14. Persona-sense bound to the theorematic spectacle
Gautama said: "Suppose, Subhūti, a man had an enormous body the size of Mount Sumeru, King of Mountains. Would not his persona-sense also be enormous?"
"Sure would!" said Subhūti, "His sense of persona would be huge. But according to the teaching of the totally finished one, the sense of persona is non-persona – in fact, it is neither sense nor nonsense; but is likened rather to a filmy phantom, a shadow diffused through filtered light, a mask on the stage of the scenic screen that binds us to the presents of this theorematic spectacle. This is why it's spoken of as 'persona-sense.'"
15. Summing up the teaching 1
Subhūti asked Gautama: "What precisely is this teaching on dharma? How should it be remembered?"
Gautama answered thus: "This teaching, Subhūti, is known as Prajñāpāramitā or infinite sensibility – just think of it like that. But what tathāgata teaches as 'infinite sensibility' is precisely the teaching of 'primmediate sensibility.'
"Do you think, Subhūti, tathāgata teaches some sort of special dharma?"
"No," Subhūti answered. "I never believed that."
16. Interlude 1 – a raft-abandoner
Subhūti had abandoned his raft midstream and found himself immersed in the comprehensive knowing of a raft-abandoner, one with the stream. He was moved to tears in the surging font of the just pierced thermal spring...
Buddha!" he exclaimed, "With the simplest cleaver you have split the perfect diamond – a diamond teaching that strikes to the source. The spring is tapped – how easily received as it floods the mind and transmutes the senses. The world has never glimpsed such an elegant teaching. Blessed be those who bathe in its springs of exposed intimation and exalted clarity; blessed be those who are able receive and give some thought to its unblemished grace."
"–It's not MY teaching!" Buddha interdicted. "It's been around a very long time."
"Good news!" said Subhūti. "Then even in the far-off distant future when people's minds grow dim and dull, they will still continue to receive this teaching, commit it to memory and ponder it deeply. And lacking any sense of self-conception or silly conceit of atomic being, they will caution others of the deep-seated dangers of the culturally inflicted sense of self-importance. The totally finished one's verdict is a blessing: self-perception is self-deception; 'floating free' exceeds all grasping."

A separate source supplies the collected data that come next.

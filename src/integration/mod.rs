//! 반경 함수를 적분하여 액위 → 용적 표를 만든다.

pub mod horizontal;
pub mod vertical;

use crate::error::{Field, ValidationError};
use crate::vessel::RadiusProfile;

pub use horizontal::{cross_section_area, integrate_horizontal, HorizontalSweep};
pub use vertical::integrate_vertical;

/// mm³ → m³
pub const MM3_TO_M3: f64 = 1e-9;
pub const MM_PER_CM: f64 = 10.0;

/// 표 한 행. 액위 [cm], 누적 용적 [m³].
#[derive(Debug, Clone, Copy, PartialEq)]
pub struct CurvePoint {
    pub level_cm: f64,
    pub volume_m3: f64,
}

/// 액위가 증가하는 순서로 정렬된 누적 용적 표.
#[derive(Debug, Clone, Default, PartialEq)]
pub struct FillingCurve {
    points: Vec<CurvePoint>,
    degenerate_samples: usize,
}

impl FillingCurve {
    pub fn points(&self) -> &[CurvePoint] {
        &self.points
    }

    pub fn len(&self) -> usize {
        self.points.len()
    }

    pub fn is_empty(&self) -> bool {
        self.points.is_empty()
    }

    pub fn first(&self) -> Option<&CurvePoint> {
        self.points.first()
    }

    pub fn last(&self) -> Option<&CurvePoint> {
        self.points.last()
    }

    /// 마지막 행의 누적 용적. 빈 표면 0.
    pub fn total_volume_m3(&self) -> f64 {
        self.last().map_or(0.0, |p| p.volume_m3)
    }

    /// 너클 판별식이 음수여서 반경 0 으로 대체된 샘플 수.
    pub fn degenerate_samples(&self) -> usize {
        self.degenerate_samples
    }

    /// 액위가 엄격히 증가하고 용적이 감소하지 않는지 확인한다.
    pub fn is_monotone(&self) -> bool {
        self.points
            .windows(2)
            .all(|w| w[1].level_cm > w[0].level_cm && w[1].volume_m3 >= w[0].volume_m3)
    }

    /// 임의 액위 [cm] 의 용적을 선형 보간한다. 표 범위 밖이면 None.
    pub fn volume_at_level(&self, level_cm: f64) -> Option<f64> {
        let first = self.first()?;
        let last = self.last()?;
        if !(level_cm >= first.level_cm && level_cm <= last.level_cm) {
            return None;
        }
        let idx = self.points.partition_point(|p| p.level_cm < level_cm);
        let hi = self.points[idx];
        if idx == 0 || hi.level_cm == level_cm {
            return Some(hi.volume_m3);
        }
        let lo = self.points[idx - 1];
        let t = (level_cm - lo.level_cm) / (hi.level_cm - lo.level_cm);
        Some(lo.volume_m3 + t * (hi.volume_m3 - lo.volume_m3))
    }

    pub(crate) fn with_capacity(rows: usize) -> Self {
        Self {
            points: Vec::with_capacity(rows),
            degenerate_samples: 0,
        }
    }

    pub(crate) fn push(&mut self, level_cm: f64, volume_m3: f64) {
        self.points.push(CurvePoint {
            level_cm,
            volume_m3,
        });
    }

    pub(crate) fn add_degenerate(&mut self, count: usize) {
        self.degenerate_samples += count;
    }
}

/// r(x)² [mm²]. 퇴화 샘플이면 카운터를 올린다.
pub(crate) fn squared_radius(profile: &RadiusProfile, x: f64, degenerate: &mut usize) -> f64 {
    let sample = profile.sample(x);
    if sample.is_degenerate() {
        *degenerate += 1;
    }
    let r = sample.radius();
    r * r
}

/// 두 적분기가 공유하는 해상도 설정.
///
/// `new` 와 `Default` 로만 만들 수 있으므로 적분기에 전달되는 간격은 항상 검증된 값이다.
#[derive(Debug, Clone, Copy, PartialEq)]
pub struct IntegrationSettings {
    /// 적분 간격 [mm]. 1 cm 마다 한 행을 남기므로 10 mm 를 나누어 떨어뜨려야 한다.
    step_mm: f64,
}

impl Default for IntegrationSettings {
    fn default() -> Self {
        Self { step_mm: 1.0 }
    }
}

impl IntegrationSettings {
    pub fn new(step_mm: f64) -> Result<Self, ValidationError> {
        let settings = Self { step_mm };
        settings.validate()?;
        Ok(settings)
    }

    pub fn step_mm(&self) -> f64 {
        self.step_mm
    }

    fn validate(&self) -> Result<(), ValidationError> {
        let step = self.step_mm;
        if !step.is_finite() {
            return Err(ValidationError::NotFinite { field: Field::Step });
        }
        let per_cm = MM_PER_CM / step;
        if step <= 0.0 || step > MM_PER_CM || (per_cm - per_cm.round()).abs() > 1e-9 {
            return Err(ValidationError::InvalidStep { step });
        }
        Ok(())
    }

    /// 1 cm 에 해당하는 적분 단계 수
    pub fn steps_per_cm(&self) -> usize {
        (MM_PER_CM / self.step_mm).round().max(1.0) as usize
    }
}

/// 오래 걸리는 적분이 진행률을 알리고 취소 여부를 확인하는 지점.
///
/// 수평형 적분기는 z 슬랩 하나를 끝낼 때마다 `report` 를 호출한다.
pub trait ProgressSink {
    /// 진행률 [%], 0 ~ 100 범위에서 감소하지 않는다.
    fn report(&mut self, percent: f64);

    fn is_cancelled(&self) -> bool {
        false
    }
}

/// 진행률을 무시한다.
#[derive(Debug, Clone, Copy, Default)]
pub struct NoProgress;

impl ProgressSink for NoProgress {
    fn report(&mut self, _percent: f64) {}
}

impl<F: FnMut(f64)> ProgressSink for F {
    fn report(&mut self, percent: f64) {
        self(percent)
    }
}

#[cfg(test)]
mod tests {
    use super::*;

    fn curve(points: &[(f64, f64)]) -> FillingCurve {
        let mut c = FillingCurve::with_capacity(points.len());
        for &(l, v) in points {
            c.push(l, v);
        }
        c
    }

    #[test]
    fn step_must_divide_a_centimetre() {
        assert!(IntegrationSettings::new(1.0).is_ok());
        assert!(IntegrationSettings::new(0.5).is_ok());
        assert!(IntegrationSettings::new(2.5).is_ok());
        assert_eq!(IntegrationSettings::new(2.5).unwrap().steps_per_cm(), 4);
        assert!(matches!(
            IntegrationSettings::new(3.0),
            Err(ValidationError::InvalidStep { .. })
        ));
        assert!(IntegrationSettings::new(0.0).is_err());
        assert!(IntegrationSettings::new(-1.0).is_err());
        assert!(IntegrationSettings::new(20.0).is_err());
        assert!(IntegrationSettings::new(f64::INFINITY).is_err());
    }

    #[test]
    fn interpolates_between_rows() {
        let c = curve(&[(0.0, 0.0), (1.0, 0.2), (2.0, 0.6)]);
        assert_eq!(c.volume_at_level(0.0), Some(0.0));
        assert_eq!(c.volume_at_level(2.0), Some(0.6));
        let mid = c.volume_at_level(1.5).unwrap();
        assert!((mid - 0.4).abs() < 1e-12);
        assert_eq!(c.volume_at_level(2.5), None);
        assert_eq!(c.volume_at_level(-0.1), None);
        assert_eq!(FillingCurve::default().volume_at_level(0.0), None);
    }

    #[test]
    fn monotone_check() {
        assert!(curve(&[(0.0, 0.0), (1.0, 0.0), (2.0, 0.5)]).is_monotone());
        assert!(!curve(&[(0.0, 0.1), (1.0, 0.0)]).is_monotone());
        assert!(!curve(&[(0.0, 0.0), (0.0, 0.1)]).is_monotone());
    }

    #[test]
    fn closures_are_progress_sinks() {
        let mut seen = Vec::new();
        {
            let mut sink = |p: f64| seen.push(p);
            let sink: &mut dyn ProgressSink = &mut sink;
            sink.report(50.0);
            assert!(!sink.is_cancelled());
        }
        assert_eq!(seen, vec![50.0]);
    }
}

"Well said, Subhūti, you speak correctly. Blessed be those who are not abhorred by tathāgata's teaching of unsurpassed conclusion.
17. Patience
"Furthermore Subhūti," Gautama continued, "tathāgata's teaching of a perfect patience is actually no perfect patience at all. I will tell you why. When the King of Kalinga was slicing my body into thinly sliced bits, I harboured no sense of connection to the body, neither self-conception nor perception of being. Had I harboured any sense of connection to the body, any self-conception or perception of being, then loss and inconvenience would have surely overwhelmed me. I have lived as a sage for five hundred lives, Subhūti, suffused with patience and devoid any sense connection to the body, neither self-conception nor perception of being."

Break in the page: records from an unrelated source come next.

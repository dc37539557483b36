use std::collections::HashMap;
use std::fs;
use std::path::Path;
use sys_locale::get_locale;

use crate::export::DecimalSeparator;

/// 문자열 키를 모아두는 네임스페이스.
pub mod keys {
    pub const APP_TITLE: &str = "general.app_title";
    pub const ERROR_PREFIX: &str = "general.error_prefix";

    pub const LABEL_VESSEL_TYPE: &str = "form.vessel_type";
    pub const LABEL_HEAD_TYPE: &str = "form.head_type";
    pub const LABEL_OUTER_DIAMETER: &str = "form.outer_diameter";
    pub const LABEL_WALL_THICKNESS: &str = "form.wall_thickness";
    pub const LABEL_LENGTH: &str = "form.length";
    pub const VESSEL_VERTICAL: &str = "form.vessel_vertical";
    pub const VESSEL_HORIZONTAL: &str = "form.vessel_horizontal";
    pub const HEAD_DIN28011: &str = "form.head_din28011";
    pub const HEAD_DIN28013: &str = "form.head_din28013";

    pub const BUTTON_CALCULATE: &str = "button.calculate";
    pub const BUTTON_EXPORT: &str = "button.export";
    pub const BUTTON_CANCEL: &str = "button.cancel";
    pub const PROGRESS: &str = "result.progress";
    pub const COLUMN_LEVEL: &str = "result.column_level";
    pub const COLUMN_VOLUME: &str = "result.column_volume";
    pub const RESULT_HEAD_PARAMETERS: &str = "result.head_parameters";
    pub const RESULT_TOTAL_VOLUME: &str = "result.total_volume";

    pub const STATUS_INVALID_INPUT: &str = "status.invalid_input";
    pub const STATUS_EXPORT_OK: &str = "status.export_ok";
    pub const STATUS_EXPORT_FAILED: &str = "status.export_failed";
    pub const STATUS_NOTHING_TO_EXPORT: &str = "status.nothing_to_export";
    pub const STATUS_CANCELLED: &str = "status.cancelled";

    pub const PROMPT_VESSEL_TYPE: &str = "prompt.vessel_type";
    pub const PROMPT_HEAD_TYPE: &str = "prompt.head_type";
    pub const PROMPT_OUTER_DIAMETER: &str = "prompt.outer_diameter";
    pub const PROMPT_WALL_THICKNESS: &str = "prompt.wall_thickness";
    pub const PROMPT_LENGTH: &str = "prompt.length";
    pub const ERROR_INVALID_NUMBER: &str = "error.invalid_number";
    pub const INVALID_SELECTION_RETRY: &str = "error.invalid_selection_retry";
}

#[derive(Debug, Clone, Copy, PartialEq, Eq)]
pub enum Language {
    En,
    De,
    Ko,
}

impl Language {
    fn from_code(code: &str) -> Self {
        let c = code.to_lowercase();
        if c.starts_with("de") {
            Language::De
        } else if c.starts_with("ko") {
            Language::Ko
        } else {
            Language::En
        }
    }

    pub fn as_code(&self) -> &'static str {
        match self {
            Language::En => "en",
            Language::De => "de",
            Language::Ko => "ko",
        }
    }

    /// 내보내기용 소수점. 독일어 환경은 쉼표를 쓴다.
    pub fn decimal_separator(&self) -> DecimalSeparator {
        match self {
            Language::De => DecimalSeparator::Comma,
            Language::En | Language::Ko => DecimalSeparator::Point,
        }
    }
}

/// 런타임 언어 번들을 제공한다.
#[derive(Debug, Clone)]
pub struct Translator {
    lang: Language,
    overrides: Option<HashMap<String, String>>,
}

impl Translator {
    /// 언어 코드(en/de/ko)에 따라 번역기를 생성한다. 알 수 없는 코드는 en 으로 폴백한다.
    pub fn new(lang_code: &str) -> Self {
        Self {
            lang: Language::from_code(lang_code),
            overrides: None,
        }
    }

    /// 언어 코드 + 언어팩 디렉터리(locales/ 등)를 받아서 번역기를 생성한다.
    /// 디렉터리가 없거나 파일이 없으면 내장 문자열만 사용한다.
    pub fn new_with_pack(lang_code: &str, pack_dir: Option<&str>) -> Self {
        let overrides = pack_dir
            .and_then(|dir| load_overrides(dir, lang_code))
            .or_else(|| load_overrides("locales", lang_code));
        Self {
            lang: Language::from_code(lang_code),
            overrides,
        }
    }

    pub fn language(&self) -> Language {
        self.lang
    }

    pub fn language_code(&self) -> &'static str {
        self.lang.as_code()
    }

    /// 번역을 가져온다. 언어팩 → 내장 문자열 → 영어 순으로 찾는다.
    pub fn t<'a>(&'a self, key: &'a str) -> &'a str {
        if let Some(v) = self.overrides.as_ref().and_then(|m| m.get(key)) {
            return v;
        }
        let built_in = match self.lang {
            Language::En => en(key),
            Language::De => de(key).or_else(|| en(key)),
            Language::Ko => ko(key).or_else(|| en(key)),
        };
        built_in.unwrap_or(key)
    }
}

/// CLI 플래그/설정/시스템 순으로 언어 코드를 결정한다.
pub fn resolve_language(cli_arg: &str, config_lang: Option<&str>) -> String {
    normalize_lang(cli_arg)
        .or_else(|| config_lang.and_then(normalize_lang))
        .or_else(detect_system_language)
        .unwrap_or_else(|| "en".to_string())
}

fn normalize_lang(code: &str) -> Option<String> {
    let c = code.trim().to_lowercase();
    match c.as_str() {
        "auto" | "" => None,
        other if other.starts_with("en") => Some("en".into()),
        other if other.starts_with("de") => Some("de".into()),
        other if other.starts_with("ko") => Some("ko".into()),
        _ => None,
    }
}

fn normalize_locale_string(loc: &str) -> Option<String> {
    let lang = loc
        .split(['.', '_', '-'])
        .next()
        .unwrap_or_default()
        .to_lowercase();
    match lang.as_str() {
        "en" | "de" | "ko" => Some(lang),
        _ => None,
    }
}

/// 시스템 로케일에서 언어를 추정한다.
pub fn detect_system_language() -> Option<String> {
    if let Some(loc) = get_locale() {
        if let Some(lang) = normalize_locale_string(&loc) {
            return Some(lang);
        }
    }
    for var in ["LC_ALL", "LANG"] {
        if let Ok(value) = std::env::var(var) {
            if let Some(code) = normalize_locale_string(&value) {
                return Some(code);
            }
        }
    }
    None
}

/// TOML 기반 언어팩을 로드한다. 형식: key = "value" 또는 [section] 아래 key = "value".
fn load_overrides(dir: &str, lang: &str) -> Option<HashMap<String, String>> {
    let path = Path::new(dir).join(format!("{lang}.toml"));
    let content = fs::read_to_string(path).ok()?;
    parse_toml_to_map(&content)
}

fn parse_toml_to_map(src: &str) -> Option<HashMap<String, String>> {
    let value: toml::Value = toml::from_str(src).ok()?;
    let table = value.as_table()?;
    let mut map = HashMap::new();

    fn walk(prefix: &str, val: &toml::Value, out: &mut HashMap<String, String>) {
        match val {
            toml::Value::String(s) => {
                out.insert(prefix.to_string(), s.to_string());
            }
            toml::Value::Table(t) => {
                for (k, v) in t {
                    let key = if prefix.is_empty() {
                        k.clone()
                    } else {
                        format!("{prefix}.{k}")
                    };
                    walk(&key, v, out);
                }
            }
            _ => {}
        }
    }

    for (k, v) in table {
        walk(k, v, &mut map);
    }

    if map.is_empty() {
        None
    } else {
        Some(map)
    }
}

fn en(key: &str) -> Option<&'static str> {
    use keys::*;
    Some(match key {
        APP_TITLE => "Filling-curve calculator",
        ERROR_PREFIX => "Error",
        LABEL_VESSEL_TYPE => "Vessel type",
        LABEL_HEAD_TYPE => "Head type",
        LABEL_OUTER_DIAMETER => "Outer diameter (mm)",
        LABEL_WALL_THICKNESS => "Wall thickness (mm)",
        LABEL_LENGTH => "Length (mm)",
        VESSEL_VERTICAL => "Vertical Tank",
        VESSEL_HORIZONTAL => "Horizontal Tank",
        HEAD_DIN28011 => "Torospherical Head (DIN 28011)",
        HEAD_DIN28013 => "Torospherical Head (DIN 28013)",
        BUTTON_CALCULATE => "Calculate",
        BUTTON_EXPORT => "Export (CSV)",
        BUTTON_CANCEL => "Cancel",
        PROGRESS => "Progress",
        COLUMN_LEVEL => "Level (cm)",
        COLUMN_VOLUME => "Volume (m³)",
        RESULT_HEAD_PARAMETERS => "Head parameters",
        RESULT_TOTAL_VOLUME => "Total volume",
        STATUS_INVALID_INPUT => "Please check your input parameters!",
        STATUS_EXPORT_OK => "File successfully saved:",
        STATUS_EXPORT_FAILED => "Saving failed:",
        STATUS_NOTHING_TO_EXPORT => "Nothing to export yet. Calculate first.",
        STATUS_CANCELLED => "Calculation cancelled.",
        PROMPT_VESSEL_TYPE => "Vessel type (1=vertical, 2=horizontal): ",
        PROMPT_HEAD_TYPE => "Head type (1=DIN 28011, 2=DIN 28013): ",
        PROMPT_OUTER_DIAMETER => "Outer diameter (mm): ",
        PROMPT_WALL_THICKNESS => "Wall thickness (mm): ",
        PROMPT_LENGTH => "Length (mm): ",
        ERROR_INVALID_NUMBER => "Please enter a number.",
        INVALID_SELECTION_RETRY => "Invalid selection, please try again.",
        _ => return None,
    })
}

fn de(key: &str) -> Option<&'static str> {
    use keys::*;
    Some(match key {
        APP_TITLE => "Füllkurvenrechner",
        ERROR_PREFIX => "Fehler",
        LABEL_VESSEL_TYPE => "Behälterart",
        LABEL_HEAD_TYPE => "Bodenform",
        LABEL_OUTER_DIAMETER => "Außendurchmesser (mm)",
        LABEL_WALL_THICKNESS => "Wandstärke (mm)",
        LABEL_LENGTH => "Länge (mm)",
        VESSEL_VERTICAL => "Stehender Behälter",
        VESSEL_HORIZONTAL => "Liegender Behälter",
        HEAD_DIN28011 => "Klöpperboden (DIN 28011)",
        HEAD_DIN28013 => "Korbbogenboden (DIN 28013)",
        BUTTON_CALCULATE => "Berechnen",
        BUTTON_EXPORT => "Export (CSV)",
        BUTTON_CANCEL => "Abbrechen",
        PROGRESS => "Fortschritt",
        COLUMN_LEVEL => "Füllstand (cm)",
        COLUMN_VOLUME => "Volumen (m³)",
        RESULT_HEAD_PARAMETERS => "Bodenparameter",
        RESULT_TOTAL_VOLUME => "Gesamtvolumen",
        STATUS_INVALID_INPUT => "Bitte die Eingabeparameter prüfen!",
        STATUS_EXPORT_OK => "Datei erfolgreich gespeichert:",
        STATUS_EXPORT_FAILED => "Speichern fehlgeschlagen:",
        STATUS_NOTHING_TO_EXPORT => "Noch keine Ergebnisse. Bitte zuerst berechnen.",
        STATUS_CANCELLED => "Berechnung abgebrochen.",
        PROMPT_VESSEL_TYPE => "Behälterart (1=stehend, 2=liegend): ",
        PROMPT_HEAD_TYPE => "Bodenform (1=DIN 28011, 2=DIN 28013): ",
        PROMPT_OUTER_DIAMETER => "Außendurchmesser (mm): ",
        PROMPT_WALL_THICKNESS => "Wandstärke (mm): ",
        PROMPT_LENGTH => "Länge (mm): ",
        ERROR_INVALID_NUMBER => "Bitte eine Zahl eingeben.",
        INVALID_SELECTION_RETRY => "Ungültige Auswahl, bitte erneut versuchen.",
        _ => return None,
    })
}

fn ko(key: &str) -> Option<&'static str> {
    use keys::*;
    Some(match key {
        APP_TITLE => "충전 곡선 계산기",
        ERROR_PREFIX => "오류",
        LABEL_VESSEL_TYPE => "용기 형식",
        LABEL_HEAD_TYPE => "경판 형식",
        LABEL_OUTER_DIAMETER => "외경 (mm)",
        LABEL_WALL_THICKNESS => "두께 (mm)",
        LABEL_LENGTH => "전장 (mm)",
        VESSEL_VERTICAL => "수직형 탱크",
        VESSEL_HORIZONTAL => "수평형 탱크",
        HEAD_DIN28011 => "접시형 경판 (DIN 28011)",
        HEAD_DIN28013 => "접시형 경판 (DIN 28013)",
        BUTTON_CALCULATE => "계산",
        BUTTON_EXPORT => "내보내기 (CSV)",
        BUTTON_CANCEL => "취소",
        PROGRESS => "진행률",
        COLUMN_LEVEL => "액위 (cm)",
        COLUMN_VOLUME => "용적 (m³)",
        RESULT_HEAD_PARAMETERS => "경판 파라미터",
        RESULT_TOTAL_VOLUME => "총 용적",
        STATUS_INVALID_INPUT => "입력값을 확인하세요!",
        STATUS_EXPORT_OK => "파일을 저장했습니다:",
        STATUS_EXPORT_FAILED => "저장 실패:",
        STATUS_NOTHING_TO_EXPORT => "내보낼 결과가 없습니다. 먼저 계산하세요.",
        STATUS_CANCELLED => "계산을 취소했습니다.",
        PROMPT_VESSEL_TYPE => "용기 형식 (1=수직형, 2=수평형): ",
        PROMPT_HEAD_TYPE => "경판 형식 (1=DIN 28011, 2=DIN 28013): ",
        PROMPT_OUTER_DIAMETER => "외경 (mm): ",
        PROMPT_WALL_THICKNESS => "두께 (mm): ",
        PROMPT_LENGTH => "전장 (mm): ",
        ERROR_INVALID_NUMBER => "숫자를 입력하세요.",
        INVALID_SELECTION_RETRY => "잘못된 입력입니다. 다시 선택하세요.",
        _ => return None,
    })
}

#[cfg(test)]
mod tests {
    use super::*;

    #[test]
    fn german_uses_comma() {
        let tr = Translator::new("de-DE");
        assert_eq!(tr.language(), Language::De);
        assert_eq!(tr.language().decimal_separator(), DecimalSeparator::Comma);
        assert_eq!(
            Translator::new("en-us").language().decimal_separator(),
            DecimalSeparator::Point
        );
    }

    #[test]
    fn falls_back_to_english_then_key() {
        let tr = Translator::new("fr");
        assert_eq!(tr.language(), Language::En);
        assert_eq!(tr.t(keys::BUTTON_CALCULATE), "Calculate");
        assert_eq!(tr.t("no.such.key"), "no.such.key");
    }

    #[test]
    fn explicit_language_wins() {
        assert_eq!(resolve_language("de", Some("ko")), "de");
        assert_eq!(resolve_language("auto", Some("ko-KR")), "ko");
    }

    #[test]
    fn locale_strings_are_normalized() {
        assert_eq!(normalize_locale_string("de_DE.UTF-8"), Some("de".into()));
        assert_eq!(normalize_locale_string("en-GB"), Some("en".into()));
        assert_eq!(normalize_locale_string("C"), None);
    }

    #[test]
    fn nested_pack_tables_become_dotted_keys() {
        let map = parse_toml_to_map("[button]\ncalculate = \"Go\"\n").unwrap();
        assert_eq!(map.get("button.calculate").map(String::as_str), Some("Go"));
    }
}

18. There is nothing in this world
"Once a Bodhisattva relinquishes all grasping, he raises his thought to moksha, Subhūti, 'a transmutative letting go,' and thereby releases a mental flow that is free of all residuals of sound, smell, taste, touch, ideation, and time; free of lingering dharma and adharma. A Bodhisattva holds no position, Subhūti. He should practice like this for the welfare of all – even though the notion of 'all' is an ephemera, Subhūti, a culturally inflicted behavioural habit. I speak the truth: There is nothing in this world."
19. Renouncing truth
"A Bodhisattva who grasps at straws and rejects the truth is like a blind man stumbling in the dark, Subhūti. But a Bodhisattva who renounces all grasping, and even more adamantly renounces all truth, is like a man with beams of sun for eyes."

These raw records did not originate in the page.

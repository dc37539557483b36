use tank_filling_curve::{
    CalcError, FillingCurve, FillingCurveService, HeadType, NoProgress, ValidationError,
    VesselInput, VesselSpec, VesselType,
};

fn assert_close(actual: f64, expected: f64, rel_tol: f64) {
    let scale = expected.abs().max(1e-12);
    assert!(
        ((actual - expected) / scale).abs() <= rel_tol,
        "actual={actual} expected={expected} rel_tol={rel_tol}"
    );
}

fn compute(vessel: VesselType, head: HeadType, da: f64, s: f64, l: f64) -> FillingCurve {
    let spec = VesselSpec::new(vessel, head, da, s, l).expect("valid vessel");
    FillingCurveService::default()
        .compute(&spec, &mut NoProgress)
        .expect("filling curve")
}

#[test]
fn vertical_klopper_reference_vessel() {
    let curve = compute(VesselType::Vertical, HeadType::Din28011, 2000.0, 10.0, 4000.0);
    let first = curve.first().unwrap();
    assert_eq!(first.level_cm, 0.0);
    assert_eq!(format!("{:.2}", first.volume_m3), "0.00");

    let last = curve.last().unwrap();
    assert_eq!(last.level_cm, 398.0);
    assert_eq!(curve.len(), 399);
    // 원통부 + 두 경판 (≈ 0.1·di³ 씩) ≈ 11.43 m³
    assert_close(last.volume_m3, 11.43, 0.01);
    assert!(curve.is_monotone());
}

#[test]
fn horizontal_matches_vertical_total() {
    let service = FillingCurveService::default();
    for head in HeadType::ALL {
        let vertical = VesselSpec::new(VesselType::Vertical, head, 1000.0, 5.0, 2500.0).unwrap();
        let horizontal = vertical.with_vessel_type(VesselType::Horizontal);
        assert_eq!(horizontal.outer_diameter(), vertical.outer_diameter());
        let v = service.compute(&vertical, &mut NoProgress).unwrap();
        let h = service.compute(&horizontal, &mut NoProgress).unwrap();
        assert_close(h.total_volume_m3(), v.total_volume_m3(), 1e-3);
        assert!(v.is_monotone() && h.is_monotone(), "{head:?}");
    }
}

#[test]
fn horizontal_reference_vessel_agrees_with_vertical() {
    let v = compute(VesselType::Vertical, HeadType::Din28011, 2000.0, 10.0, 4000.0);
    let h = compute(VesselType::Horizontal, HeadType::Din28011, 2000.0, 10.0, 4000.0);
    assert_eq!(h.last().unwrap().level_cm, 198.0);
    assert_close(h.total_volume_m3(), v.total_volume_m3(), 1e-3);
}

#[test]
fn korbbogen_head_holds_less_than_klopper() {
    let klopper = compute(VesselType::Vertical, HeadType::Din28011, 2000.0, 10.0, 4000.0);
    let korb = compute(VesselType::Vertical, HeadType::Din28013, 2000.0, 10.0, 4000.0);
    assert!(korb.total_volume_m3() < klopper.total_volume_m3());
    assert_close(korb.total_volume_m3(), 11.21, 0.01);
}

#[test]
fn small_vessel_values() {
    let v = compute(VesselType::Vertical, HeadType::Din28011, 600.0, 4.0, 1500.0);
    assert_eq!(v.len(), 150);
    assert_close(v.total_volume_m3(), 0.3897, 1e-3);

    let h = compute(VesselType::Horizontal, HeadType::Din28013, 600.0, 4.0, 1500.0);
    assert_eq!(h.len(), 60);
    assert_eq!(h.last().unwrap().level_cm, 59.0);
    assert_close(h.total_volume_m3(), 0.3829, 1e-3);
}

#[test]
fn half_full_horizontal_holds_half() {
    let h = compute(VesselType::Horizontal, HeadType::Din28011, 1000.0, 5.0, 2500.0);
    let total = h.total_volume_m3();
    // 액위 49.5 cm 가 축 높이
    let mid = h.volume_at_level(49.5).unwrap();
    assert_close(mid, total / 2.0, 0.02);
}

#[test]
fn wall_of_half_diameter_is_rejected_before_integration() {
    let input = VesselInput {
        vessel_type: "horizontal".into(),
        head_type: "din28011".into(),
        outer_diameter: "2000".into(),
        wall_thickness: "1000".into(),
        length: "4000".into(),
    };
    let mut reports = 0;
    let mut sink = |_: f64| reports += 1;
    let err = FillingCurveService::default()
        .compute_input(&input, &mut sink)
        .unwrap_err();
    assert!(matches!(
        err,
        CalcError::Validation(ValidationError::WallTooThick { .. })
    ));
    assert_eq!(reports, 0);
}

#[test]
fn text_input_with_decimal_comma() {
    let input = VesselInput {
        vessel_type: "vertical".into(),
        head_type: "DIN 28013".into(),
        outer_diameter: "1000,0".into(),
        wall_thickness: " 5 ".into(),
        length: "2500".into(),
    };
    let curve = FillingCurveService::default()
        .compute_input(&input, &mut NoProgress)
        .unwrap();
    assert_eq!(curve.len(), 250);
    assert_close(curve.total_volume_m3(), 1.786, 1e-3);
}

#[test]
fn unparsable_number_names_the_field() {
    let input = VesselInput {
        vessel_type: "vertical".into(),
        head_type: "din28011".into(),
        outer_diameter: "2000".into(),
        wall_thickness: "ten".into(),
        length: "4000".into(),
    };
    let err = VesselSpec::parse(&input).unwrap_err();
    assert!(matches!(err, ValidationError::InvalidNumber { .. }));
    assert!(err.to_string().contains("ten"), "{err}");
}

20. Interlude 2 – a mind-boggling quandary
Gautama spoke to the well-framed ascetic. "Subhūti, good men and women who think about this teaching, who remember it, study it, and relate it to others, are simultaneously known and dear to me. Such conscious men and women will groove in treasure equal to the mix of goddess Sujāta.
"Listen to me Subhūti. Wherever this sūtra comes to light, the worlds of devas, of demons and of men will make it the cause for respectful offerings. They will rise up beautifully constructed shrines that inspire the yogas of sublime prostration, circumambulation, and devotional bathing with scented libations and prayerful offerings of fragrant flowers and creamy incense.
"What is more, Subhūti, if a virtuous person receives this sūtra, holds it in mind, recites it, studies it, illuminates its spirit and is despised by others, this person who is bound to suffer harsh destinies in retribution for his previous failings, and whose karmic sins are now erased by his despisers' contempt, will enjoy complete and utter transmutation.
"I recall, Subhūti, aeons past when I served a million natural beings...But I tell you this plainly: the benefits gained by those who reflect on, study, recite and prepare this teaching for 'the disillusioned youngsters of future generations dwelling in the towns infested with deceitful fate,' will surpass by far the advantage I gained from serving a million natural beings. Indeed Subhūti, surpass my advantage a trillion fold. Brownie points will rain on them without cessation; their sum is incalculable, inconceivable and incomparable. Indeed, we are met with a mind-boggling quandary. For even were I able to explain all the merits that accrue to those good men and women who reflect on, study, recite and prepare this teaching for 'the disillusioned youngsters of future generations dwelling in the towns infested with deceitful fate,' Subhūti, those who listened to my explanation would only too soon go mad.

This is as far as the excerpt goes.